ECLI:NL:GHDHA:2018:1194
Gerechtshof Den Haag
- Hoger beroep kort geding
- D. Wachter
- A. Zonneveld
- K. van Barneveld-Peters
- Rechtspraak.nl
Hoger beroep kort geding omgangsregeling tussen vader en kinderen
In deze zaak gaat het om een hoger beroep in een kort geding betreffende een omgangsregeling tussen een vader en zijn twee minderjarige kinderen. De appellanten, bestaande uit de moeder, de grootmoeder en de partner van de grootmoeder, hebben in hoger beroep beroep ingesteld tegen een vonnis van de voorzieningenrechter van de rechtbank Rotterdam, dat op 20 februari 2017 is gewezen. De voorzieningenrechter had een omgangsregeling vastgesteld, die uitvoerbaar bij voorraad was, en een dwangsom opgelegd voor het geval de appellanten deze regeling niet zouden nakomen. De appellanten hebben op 15 maart 2017 hun grieven ingediend en op 14 december 2017 heeft het pleidooi plaatsgevonden.

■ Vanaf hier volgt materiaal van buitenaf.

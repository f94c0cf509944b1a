//! List-todos filtering and sorting.
//!
//! [`TodoFilter`] captures the query parameters of a list request in typed
//! form. The pure [`TodoFilter::matches`] / [`TodoFilter::sort`] pair is
//! the reference semantics: the in-memory repository evaluates it directly
//! and the PostgreSQL repository translates the same rules to SQL.

use crate::types::{Priority, Todo};
use chrono::{Days, NaiveDate};
use std::cmp::Ordering;

/// Window, in days, of the `due_soon` status filter.
pub const DUE_SOON_DAYS: u64 = 7;

/// Derived-status scope for list requests. The variants are mutually
/// exclusive; all of them exclude completed todos.
#[derive(Debug, Clone, Copy, PartialEq, Eq)]
pub enum StatusFilter {
    /// Due strictly before today.
    Overdue,
    /// Due exactly today.
    DueToday,
    /// Due within the next [`DUE_SOON_DAYS`] days (today inclusive).
    DueSoon,
}

impl StatusFilter {
    /// Parse a `status` query parameter. Unrecognized values apply no
    /// filter.
    #[must_use]
    pub fn parse(value: &str) -> Option<Self> {
        match value {
            "overdue" => Some(Self::Overdue),
            "due_today" => Some(Self::DueToday),
            "due_soon" => Some(Self::DueSoon),
            _ => None,
        }
    }
}

/// Sortable columns. A fixed whitelist so caller input never reaches the
/// store as a column name.
#[derive(Debug, Clone, Copy, Default, PartialEq, Eq)]
pub enum SortField {
    /// Creation timestamp (the default).
    #[default]
    CreatedAt,
    /// Due date, nulls last.
    DueDate,
    /// Title, lexicographic.
    Title,
    /// Priority by rank (low < medium < high), nulls last.
    Priority,
}

impl SortField {
    /// Parse a `sort_by` parameter; anything outside the whitelist falls
    /// back to the default.
    #[must_use]
    pub fn parse(value: &str) -> Self {
        match value {
            "due_date" => Self::DueDate,
            "title" => Self::Title,
            "priority" => Self::Priority,
            _ => Self::CreatedAt,
        }
    }
}

/// Sort direction.
#[derive(Debug, Clone, Copy, Default, PartialEq, Eq)]
pub enum SortOrder {
    /// Ascending.
    Asc,
    /// Descending (the default).
    #[default]
    Desc,
}

impl SortOrder {
    /// Parse a `sort_order` parameter; anything but `asc` sorts
    /// descending.
    #[must_use]
    pub fn parse(value: &str) -> Self {
        if value == "asc" { Self::Asc } else { Self::Desc }
    }
}

/// Typed form of the list-todos query parameters.
#[derive(Debug, Clone, Copy, Default, PartialEq, Eq)]
pub struct TodoFilter {
    /// Derived-status scope, if requested.
    pub status: Option<StatusFilter>,
    /// Exact priority match, if requested.
    pub priority: Option<Priority>,
    /// Sort column.
    pub sort_by: SortField,
    /// Sort direction.
    pub sort_order: SortOrder,
}

impl TodoFilter {
    /// Build a filter from raw query parameters.
    ///
    /// Unrecognized `status`, `priority` or `sort_by` values apply no
    /// filter / fall back to the default sort rather than failing the
    /// request.
    #[must_use]
    pub fn from_params(
        priority: Option<&str>,
        status: Option<&str>,
        sort_by: Option<&str>,
        sort_order: Option<&str>,
    ) -> Self {
        Self {
            status: status.and_then(StatusFilter::parse),
            priority: priority.and_then(Priority::parse),
            sort_by: sort_by.map(SortField::parse).unwrap_or_default(),
            sort_order: sort_order.map(SortOrder::parse).unwrap_or_default(),
        }
    }

    /// Whether `todo` passes the status and priority predicates.
    #[must_use]
    pub fn matches(&self, todo: &Todo, today: NaiveDate) -> bool {
        if let Some(priority) = self.priority {
            if todo.priority != Some(priority) {
                return false;
            }
        }

        match self.status {
            None => true,
            Some(StatusFilter::Overdue) => todo.is_overdue(today),
            Some(StatusFilter::DueToday) => todo.is_due_today(today),
            Some(StatusFilter::DueSoon) => {
                let horizon = today + Days::new(DUE_SOON_DAYS);
                !todo.completed
                    && todo
                        .due_date
                        .is_some_and(|due| due >= today && due <= horizon)
            }
        }
    }

    /// Sort `todos` in place per the requested column and direction.
    ///
    /// Todos without a value for the sort column (no due date, no
    /// priority) sort last in both directions. The sort is stable.
    pub fn sort(&self, todos: &mut [Todo]) {
        todos.sort_by(|a, b| self.compare(a, b));
    }

    fn compare(&self, a: &Todo, b: &Todo) -> Ordering {
        match self.sort_by {
            SortField::CreatedAt => self.direct(a.created_at.cmp(&b.created_at)),
            SortField::Title => self.direct(a.title.cmp(&b.title)),
            SortField::DueDate => self.nulls_last(a.due_date, b.due_date),
            SortField::Priority => self.nulls_last(a.priority, b.priority),
        }
    }

    fn direct(&self, ordering: Ordering) -> Ordering {
        match self.sort_order {
            SortOrder::Asc => ordering,
            SortOrder::Desc => ordering.reverse(),
        }
    }

    fn nulls_last<T: Ord>(&self, a: Option<T>, b: Option<T>) -> Ordering {
        match (a, b) {
            (Some(a), Some(b)) => self.direct(a.cmp(&b)),
            (Some(_), None) => Ordering::Less,
            (None, Some(_)) => Ordering::Greater,
            (None, None) => Ordering::Equal,
        }
    }
}

#[cfg(test)]
#[allow(clippy::unwrap_used, clippy::expect_used)] // Test code can use unwrap/expect
mod tests {
    use super::*;
    use crate::types::{Todo, TodoId, UserId};
    use chrono::{DateTime, Duration, Utc};

    fn todo(title: &str, due: Option<NaiveDate>, priority: Option<Priority>) -> Todo {
        Todo {
            id: TodoId::new(),
            user_id: UserId::new(),
            title: title.to_string(),
            description: None,
            completed: false,
            priority,
            due_date: due,
            categories: Vec::new(),
            created_at: Utc::now(),
            updated_at: Utc::now(),
        }
    }

    fn today() -> NaiveDate {
        Utc::now().date_naive()
    }

    #[test]
    fn unrecognized_params_apply_no_filter() {
        let filter = TodoFilter::from_params(Some("urgent"), Some("someday"), None, None);
        assert_eq!(filter, TodoFilter::default());
    }

    #[test]
    fn overdue_excludes_completed_and_today() {
        let filter = TodoFilter::from_params(None, Some("overdue"), None, None);
        let yesterday = today() - Duration::days(1);

        assert!(filter.matches(&todo("a", Some(yesterday), None), today()));
        assert!(!filter.matches(&todo("b", Some(today()), None), today()));
        assert!(!filter.matches(&todo("c", None, None), today()));

        let mut done = todo("d", Some(yesterday), None);
        done.completed = true;
        assert!(!filter.matches(&done, today()));
    }

    #[test]
    fn due_today_matches_exact_date() {
        let filter = TodoFilter::from_params(None, Some("due_today"), None, None);

        assert!(filter.matches(&todo("a", Some(today()), None), today()));
        assert!(!filter.matches(&todo("b", Some(today() + Duration::days(1)), None), today()));
    }

    #[test]
    fn due_soon_spans_seven_days_inclusive() {
        let filter = TodoFilter::from_params(None, Some("due_soon"), None, None);

        assert!(filter.matches(&todo("a", Some(today()), None), today()));
        assert!(filter.matches(&todo("b", Some(today() + Duration::days(7)), None), today()));
        assert!(!filter.matches(&todo("c", Some(today() + Duration::days(8)), None), today()));
        assert!(!filter.matches(&todo("d", Some(today() - Duration::days(1)), None), today()));
    }

    #[test]
    fn priority_filter_is_exact() {
        let filter = TodoFilter::from_params(Some("high"), None, None, None);

        assert!(filter.matches(&todo("a", None, Some(Priority::High)), today()));
        assert!(!filter.matches(&todo("b", None, Some(Priority::Low)), today()));
        assert!(!filter.matches(&todo("c", None, None), today()));
    }

    #[test]
    fn priority_and_status_compose() {
        let filter = TodoFilter::from_params(Some("high"), Some("overdue"), None, None);
        let yesterday = today() - Duration::days(1);

        assert!(filter.matches(&todo("a", Some(yesterday), Some(Priority::High)), today()));
        assert!(!filter.matches(&todo("b", Some(yesterday), Some(Priority::Low)), today()));
    }

    #[test]
    fn default_sort_is_created_at_desc() {
        let filter = TodoFilter::default();
        let mut first = todo("first", None, None);
        let mut second = todo("second", None, None);
        first.created_at = DateTime::<Utc>::UNIX_EPOCH;
        second.created_at = DateTime::<Utc>::UNIX_EPOCH + Duration::days(1);

        let mut todos = vec![first, second];
        filter.sort(&mut todos);

        assert_eq!(todos[0].title, "second");
        assert_eq!(todos[1].title, "first");
    }

    #[test]
    fn due_date_asc_sorts_nulls_last() {
        let filter = TodoFilter::from_params(None, None, Some("due_date"), Some("asc"));
        let mut todos = vec![
            todo("none", None, None),
            todo("later", Some(today() + Duration::days(3)), None),
            todo("sooner", Some(today() + Duration::days(1)), None),
        ];
        filter.sort(&mut todos);

        let titles: Vec<_> = todos.iter().map(|t| t.title.as_str()).collect();
        assert_eq!(titles, ["sooner", "later", "none"]);
    }

    #[test]
    fn due_date_desc_still_sorts_nulls_last() {
        let filter = TodoFilter::from_params(None, None, Some("due_date"), Some("desc"));
        let mut todos = vec![
            todo("none", None, None),
            todo("sooner", Some(today() + Duration::days(1)), None),
            todo("later", Some(today() + Duration::days(3)), None),
        ];
        filter.sort(&mut todos);

        let titles: Vec<_> = todos.iter().map(|t| t.title.as_str()).collect();
        assert_eq!(titles, ["later", "sooner", "none"]);
    }

    #[test]
    fn priority_sorts_by_rank() {
        let filter = TodoFilter::from_params(None, None, Some("priority"), Some("asc"));
        let mut todos = vec![
            todo("high", None, Some(Priority::High)),
            todo("none", None, None),
            todo("low", None, Some(Priority::Low)),
            todo("medium", None, Some(Priority::Medium)),
        ];
        filter.sort(&mut todos);

        let titles: Vec<_> = todos.iter().map(|t| t.title.as_str()).collect();
        assert_eq!(titles, ["low", "medium", "high", "none"]);
    }

    #[test]
    fn title_sort_is_lexicographic() {
        let filter = TodoFilter::from_params(None, None, Some("title"), Some("asc"));
        let mut todos = vec![todo("b", None, None), todo("a", None, None)];
        filter.sort(&mut todos);

        assert_eq!(todos[0].title, "a");
    }
}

Het hof heeft de grieven van de appellanten beoordeeld. De eerste grief, die zich richtte tegen de bevoegdheid van de voorzieningenrechter, is ingetrokken. De tweede grief, die zich richtte tegen de veroordeling van de grootmoeder en haar partner, is verworpen. Het hof oordeelt dat de voorzieningenrechter op goede gronden heeft geoordeeld dat de dwangsom ook aan de grootmoeder en haar partner kon worden opgelegd, gezien hun eerdere weigering om medewerking te verlenen aan de omgangsregeling.
De derde grief, die zich richtte tegen de uitbreiding van de omgangsregeling, is eveneens verworpen. Het hof heeft vastgesteld dat de rechtbank Rotterdam op 6 juni 2017 een beschikking heeft gegeven die in kracht van gewijsde is gegaan, en dat de door de rechtbank vastgestelde omgangsregeling overeenkomt met die van de voorzieningenrechter. Het hof concludeert dat de voorgedragen grieven falen en bekrachtigt het bestreden vonnis. De appellanten worden hoofdelijk in de proceskosten veroordeeld, die tot op heden zijn begroot op € 2.101,-.